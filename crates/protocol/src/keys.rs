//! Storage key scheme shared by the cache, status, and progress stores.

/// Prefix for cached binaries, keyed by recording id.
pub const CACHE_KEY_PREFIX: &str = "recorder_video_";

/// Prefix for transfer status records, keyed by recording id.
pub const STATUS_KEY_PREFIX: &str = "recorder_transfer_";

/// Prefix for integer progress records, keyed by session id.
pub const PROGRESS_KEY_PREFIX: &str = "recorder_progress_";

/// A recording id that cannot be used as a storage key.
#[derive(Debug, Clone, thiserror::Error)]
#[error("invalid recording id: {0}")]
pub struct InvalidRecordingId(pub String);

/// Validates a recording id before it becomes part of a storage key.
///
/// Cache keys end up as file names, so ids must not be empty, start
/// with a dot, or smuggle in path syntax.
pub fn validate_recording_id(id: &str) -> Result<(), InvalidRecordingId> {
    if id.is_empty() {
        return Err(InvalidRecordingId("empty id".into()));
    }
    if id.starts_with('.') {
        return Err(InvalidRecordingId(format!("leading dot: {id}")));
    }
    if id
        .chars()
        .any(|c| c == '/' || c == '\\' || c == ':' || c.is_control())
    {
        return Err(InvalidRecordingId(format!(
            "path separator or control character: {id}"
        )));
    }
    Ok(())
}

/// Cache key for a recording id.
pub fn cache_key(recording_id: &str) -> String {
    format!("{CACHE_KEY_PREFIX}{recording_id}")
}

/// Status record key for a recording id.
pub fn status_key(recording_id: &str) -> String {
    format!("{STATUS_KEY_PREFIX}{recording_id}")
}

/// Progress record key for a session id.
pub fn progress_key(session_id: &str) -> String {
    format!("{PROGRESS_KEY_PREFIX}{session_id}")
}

---

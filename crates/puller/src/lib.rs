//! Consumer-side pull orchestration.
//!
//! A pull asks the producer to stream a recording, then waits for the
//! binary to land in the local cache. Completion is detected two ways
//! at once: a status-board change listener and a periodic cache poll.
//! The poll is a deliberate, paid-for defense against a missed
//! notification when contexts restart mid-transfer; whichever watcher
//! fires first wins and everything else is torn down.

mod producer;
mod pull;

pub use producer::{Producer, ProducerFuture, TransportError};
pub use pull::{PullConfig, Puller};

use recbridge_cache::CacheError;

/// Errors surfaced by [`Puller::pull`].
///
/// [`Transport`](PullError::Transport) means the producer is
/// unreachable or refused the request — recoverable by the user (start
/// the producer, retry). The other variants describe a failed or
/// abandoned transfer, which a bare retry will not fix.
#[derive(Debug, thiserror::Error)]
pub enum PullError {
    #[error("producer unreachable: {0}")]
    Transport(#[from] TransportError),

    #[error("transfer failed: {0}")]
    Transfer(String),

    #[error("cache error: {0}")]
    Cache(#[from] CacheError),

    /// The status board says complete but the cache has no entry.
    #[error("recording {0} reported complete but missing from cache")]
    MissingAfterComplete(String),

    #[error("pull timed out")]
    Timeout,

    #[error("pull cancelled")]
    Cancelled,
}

**Problem requirements**: Search the entries for the string "InvalidRecordingId" and copy each line where it occurs.

**Written response**:
pub struct InvalidRecordingId(pub String);
pub fn validate_recording_id(id: &str) -> Result<(), InvalidRecordingId> {
        return Err(InvalidRecordingId("empty id".into()));
        return Err(InvalidRecordingId(format!("leading dot: {id}")));
        return Err(InvalidRecordingId(format!(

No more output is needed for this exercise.